What is internationalisation?
The internationalisation of a website, program or software means preparing its adaptation to different languages and cultures. It’s essentially technical work that aims to get a product that can be directly deployed in different languages by simply adding a new translation file.
Internationalising goes through separating in the source code what is independent of the language and the culture of what is dependent on it (in files called translation tables). But attention must be paid not only to the preparation of texts but also to:
- Color codes: meaning can change according to cultures
- Graphics: icons names
- Date or number format
- The direction of writing
- The size of graphic element: text in German are longer than a text in English, which may have an impact on the layout
At the technical level, developers and programmers use a plugin called gettext that allow them to create translation string. Read more on gettext.

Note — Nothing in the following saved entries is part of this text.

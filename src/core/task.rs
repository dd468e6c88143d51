use crate::core::context::{Effects, FieldContext};
use crate::core::verification::{Assessment, Target, evaluate};
use crate::db::queries::appeals::list_appeals_for_entity;
use crate::db::queries::audit::AuditEntry;
use crate::db::queries::tasks::{get_task, insert_task, list_tasks_for_worker, update_task};
use crate::db::queries::verifications::{record_assessment, record_decision};
use crate::errors::{AppError, AppResult};
use crate::models::appeal::EntityRef;
use crate::models::notification::{Notification, NotificationKind};
use crate::models::position::{LatLng, Position};
use crate::models::task::{Task, TaskStatus};
use crate::models::verdict::Verdict;
use crate::models::verification::Phase;
use chrono::Utc;
use rusqlite::{Connection, Transaction};
use tracing::info;

/// Task lifecycle:
///
/// ```text
/// Pending --start--> InProgress --complete--> Completed --approve--> Approved
///                                                       \--reject--> Rejected
/// Pending|InProgress --cancel--> Cancelled
/// Pending|InProgress --reassign--> Pending
/// ```
pub struct TaskLogic;

fn invalid(task: &Task, action: &str) -> AppError {
    AppError::InvalidTransition(format!(
        "cannot {} task {} while it is {}",
        action,
        task.id,
        task.status.to_db_str()
    ))
}

fn audit_move(
    fx: &mut Effects,
    actor_id: i64,
    before: &Task,
    after: &Task,
    op: &'static str,
    msg: String,
) {
    fx.audit(AuditEntry {
        actor_id,
        entity: EntityRef::Task(after.id),
        operation: op,
        old_state: Some(before.status.to_db_str().to_string()),
        new_state: after.status.to_db_str().to_string(),
        message: msg,
    });
}

/// Load, check the state guard, apply `change`, persist, audit.
fn transition<F>(
    tx: &Transaction<'_>,
    fx: &mut Effects,
    task_id: i64,
    actor_id: i64,
    op: &'static str,
    allowed: &[TaskStatus],
    change: F,
) -> AppResult<Task>
where
    F: FnOnce(Task) -> AppResult<Task>,
{
    let before = get_task(tx, task_id)?;
    if !allowed.contains(&before.status) {
        return Err(invalid(&before, op));
    }
    let after = update_task(tx, &change(before.clone())?)?;
    audit_move(fx, actor_id, &before, &after, op, format!("task '{}'", after.title));
    Ok(after)
}

impl TaskLogic {
    /// Dispatcher creates a task for a worker, optionally tied to a zone
    /// and/or a reference point used for completion checks.
    pub fn create(
        ctx: &mut FieldContext<'_>,
        title: &str,
        worker_id: i64,
        zone_id: Option<i64>,
        target: Option<LatLng>,
        dispatcher_id: i64,
    ) -> AppResult<Task> {
        let title = title.trim();
        if title.is_empty() {
            return Err(AppError::Validation("task title cannot be empty".into()));
        }
        if let Some(t) = target
            && !t.is_valid()
        {
            return Err(AppError::Validation(format!(
                "target ({}, {}) is not a valid coordinate",
                t.lat, t.lng
            )));
        }
        if let Some(z) = zone_id {
            ctx.zones.zone(z)?;
        }

        let task = ctx.transact(|tx, fx| {
            let draft = Task {
                id: 0,
                title: title.to_string(),
                assigned_worker_id: worker_id,
                zone_id,
                target,
                status: TaskStatus::Pending,
                completion_position: None,
                completion_verdict: None,
                completion_distance: None,
                distance_warning: false,
                rejection_reason: None,
                reviewer_id: None,
                created_at: Utc::now(),
                started_at: None,
                completed_at: None,
                resolved_at: None,
                version: 1,
            };
            let id = insert_task(tx, &draft)?;
            fx.audit(AuditEntry {
                actor_id: dispatcher_id,
                entity: EntityRef::Task(id),
                operation: "create",
                old_state: None,
                new_state: TaskStatus::Pending.to_db_str().to_string(),
                message: format!("assigned to worker {}", worker_id),
            });
            Ok(Task { id, ..draft })
        })?;

        info!(task = task.id, worker = worker_id, "task created");
        Ok(task)
    }

    pub fn start(ctx: &mut FieldContext<'_>, task_id: i64, worker_id: i64) -> AppResult<Task> {
        ctx.transact(|tx, fx| {
            transition(
                tx,
                fx,
                task_id,
                worker_id,
                "start",
                &[TaskStatus::Pending],
                |t| {
                    ensure_assignee(&t, worker_id)?;
                    Ok(Task {
                        status: TaskStatus::InProgress,
                        started_at: Some(Utc::now()),
                        ..t
                    })
                },
            )
        })
    }

    /// Record completion at `position`. The geolocation verdict never blocks
    /// the move to `Completed`; a rejection is kept as `rejection_reason` so
    /// the reviewer and the appeal path can see it.
    pub fn complete(
        ctx: &mut FieldContext<'_>,
        task_id: i64,
        worker_id: i64,
        position: Position,
    ) -> AppResult<Task> {
        let current = get_task(&ctx.pool.conn, task_id)?;
        let assessment = assess_completion(ctx, &current, &position)?;
        let thresholds = *ctx.thresholds();

        let task = ctx.transact(|tx, fx| {
            let task = transition(
                tx,
                fx,
                task_id,
                worker_id,
                "complete",
                &[TaskStatus::InProgress],
                |t| {
                    ensure_assignee(&t, worker_id)?;
                    Ok(Task {
                        status: TaskStatus::Completed,
                        completion_position: Some(position),
                        completion_verdict: Some(assessment.verdict),
                        completion_distance: assessment.distance_meters,
                        distance_warning: assessment.is_distance_warning(&thresholds),
                        rejection_reason: assessment.rejection_reason(),
                        completed_at: Some(Utc::now()),
                        ..t
                    })
                },
            )?;
            record_assessment(
                tx,
                &EntityRef::Task(task_id),
                Phase::Completion,
                &assessment,
                &position,
                worker_id,
            )?;

            if assessment.verdict == Verdict::PendingManualReview {
                fx.notify(Notification {
                    recipient_id: None,
                    kind: NotificationKind::ReviewRequired,
                    entity: EntityRef::Task(task_id),
                    message: format!(
                        "Task '{}' was completed with low geolocation confidence: {}",
                        task.title,
                        assessment.summary()
                    ),
                });
            }
            Ok(task)
        })?;

        info!(
            task = task_id,
            verdict = assessment.verdict.to_db_str(),
            distance = ?assessment.distance_meters,
            "task completed"
        );
        Ok(task)
    }

    pub fn approve(
        ctx: &mut FieldContext<'_>,
        task_id: i64,
        reviewer_id: i64,
        notes: Option<&str>,
    ) -> AppResult<Task> {
        ctx.transact(|tx, fx| {
            ensure_no_pending_appeal(tx, task_id, "approve")?;
            let task = transition(
                tx,
                fx,
                task_id,
                reviewer_id,
                "approve",
                &[TaskStatus::Completed],
                |t| {
                    Ok(Task {
                        status: TaskStatus::Approved,
                        rejection_reason: None,
                        reviewer_id: Some(reviewer_id),
                        resolved_at: Some(Utc::now()),
                        ..t
                    })
                },
            )?;
            record_decision(
                tx,
                &EntityRef::Task(task_id),
                Phase::ManualReview,
                Verdict::Verified,
                reviewer_id,
                notes,
            )?;
            fx.notify(Notification {
                recipient_id: Some(task.assigned_worker_id),
                kind: NotificationKind::TaskApproved,
                entity: EntityRef::Task(task_id),
                message: format!("Task '{}' was approved", task.title),
            });
            Ok(task)
        })
    }

    pub fn reject(
        ctx: &mut FieldContext<'_>,
        task_id: i64,
        reviewer_id: i64,
        reason: &str,
    ) -> AppResult<Task> {
        let reason = reason.trim();
        if reason.is_empty() {
            return Err(AppError::Validation(
                "rejecting a task requires a reason".into(),
            ));
        }

        ctx.transact(|tx, fx| {
            ensure_no_pending_appeal(tx, task_id, "reject")?;
            let task = transition(
                tx,
                fx,
                task_id,
                reviewer_id,
                "reject",
                &[TaskStatus::Completed],
                |t| {
                    Ok(Task {
                        status: TaskStatus::Rejected,
                        rejection_reason: Some(reason.to_string()),
                        reviewer_id: Some(reviewer_id),
                        resolved_at: Some(Utc::now()),
                        ..t
                    })
                },
            )?;
            record_decision(
                tx,
                &EntityRef::Task(task_id),
                Phase::ManualReview,
                Verdict::Rejected,
                reviewer_id,
                Some(reason),
            )?;
            fx.notify(Notification {
                recipient_id: Some(task.assigned_worker_id),
                kind: NotificationKind::TaskRejected,
                entity: EntityRef::Task(task_id),
                message: format!("Task '{}' was rejected: {}", task.title, reason),
            });
            Ok(task)
        })
    }

    pub fn cancel(ctx: &mut FieldContext<'_>, task_id: i64, actor_id: i64) -> AppResult<Task> {
        ctx.transact(|tx, fx| {
            transition(
                tx,
                fx,
                task_id,
                actor_id,
                "cancel",
                &[TaskStatus::Pending, TaskStatus::InProgress],
                |t| {
                    Ok(Task {
                        status: TaskStatus::Cancelled,
                        resolved_at: Some(Utc::now()),
                        ..t
                    })
                },
            )
        })
    }

    /// Hand the task to another worker. Progress is reset; id and history stay.
    pub fn reassign(
        ctx: &mut FieldContext<'_>,
        task_id: i64,
        new_worker_id: i64,
        actor_id: i64,
    ) -> AppResult<Task> {
        ctx.transact(|tx, fx| {
            let mut previous = 0;
            let task = transition(
                tx,
                fx,
                task_id,
                actor_id,
                "reassign",
                &[TaskStatus::Pending, TaskStatus::InProgress],
                |t| {
                    previous = t.assigned_worker_id;
                    Ok(Task {
                        assigned_worker_id: new_worker_id,
                        status: TaskStatus::Pending,
                        started_at: None,
                        ..t
                    })
                },
            )?;
            info!(task = task_id, from = previous, to = new_worker_id, "task reassigned");
            Ok(task)
        })
    }

    pub fn get(conn: &Connection, task_id: i64) -> AppResult<Task> {
        get_task(conn, task_id)
    }

    pub fn list_for_worker(conn: &Connection, worker_id: i64) -> AppResult<Vec<Task>> {
        list_tasks_for_worker(conn, worker_id)
    }
}

fn ensure_assignee(task: &Task, worker_id: i64) -> AppResult<()> {
    if task.assigned_worker_id != worker_id {
        return Err(AppError::Validation(format!(
            "task {} is assigned to worker {}, not {}",
            task.id, task.assigned_worker_id, worker_id
        )));
    }
    Ok(())
}

/// A contested completion is decided through its appeal only.
fn ensure_no_pending_appeal(conn: &Connection, task_id: i64, action: &str) -> AppResult<()> {
    let entity = EntityRef::Task(task_id);
    if let Some(open) = list_appeals_for_entity(conn, &entity)?
        .iter()
        .find(|a| a.is_pending())
    {
        return Err(AppError::InvalidTransition(format!(
            "cannot {} {} while appeal {} on it is pending",
            action, entity, open.id
        )));
    }
    Ok(())
}

/// Zone boundary first, then the task's own reference point.
fn assess_completion(
    ctx: &FieldContext<'_>,
    task: &Task,
    position: &Position,
) -> AppResult<Assessment> {
    if let Some(zone_id) = task.zone_id {
        return match ctx.zones.zone(zone_id) {
            Ok(zone) => Ok(evaluate(position, Target::Zone(&zone), ctx.thresholds())),
            Err(AppError::NotFound(what)) => {
                Ok(Assessment::unverifiable(format!("{what} is gone")))
            }
            Err(e) => Err(e),
        };
    }

    Ok(match task.target {
        Some(point) => evaluate(position, Target::Point(point), ctx.thresholds()),
        None => Assessment::unverifiable(format!("task {} has no zone or target point", task.id)),
    })
}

Internationalisation is the set of technical mechanisms that allow the user to choose the language of his interface and to get a viable result, linguistically and culturally speaking.
Internationalisation vs. localization
The distinction between the two is subtle but nevertheless important. Internationalisation is the adaptation of a potentially usable product almost everywhere. Localization, for its part, consists in adding special characteristics according to specific regional parameters. A product is internationalised once whereas one localization must be done for each product-region combination. As localization is shortened l10n, internationalisation is often found as i18n.
These two processes are complementary and must be combined in order to achieve the goal of a global operating system: it’s the globalization of a product.
Internationalisation saves time in a globalization strategy. The localisation of the product is easier and faster. Its company can thus enter the world market, have more potential customers and make more profits.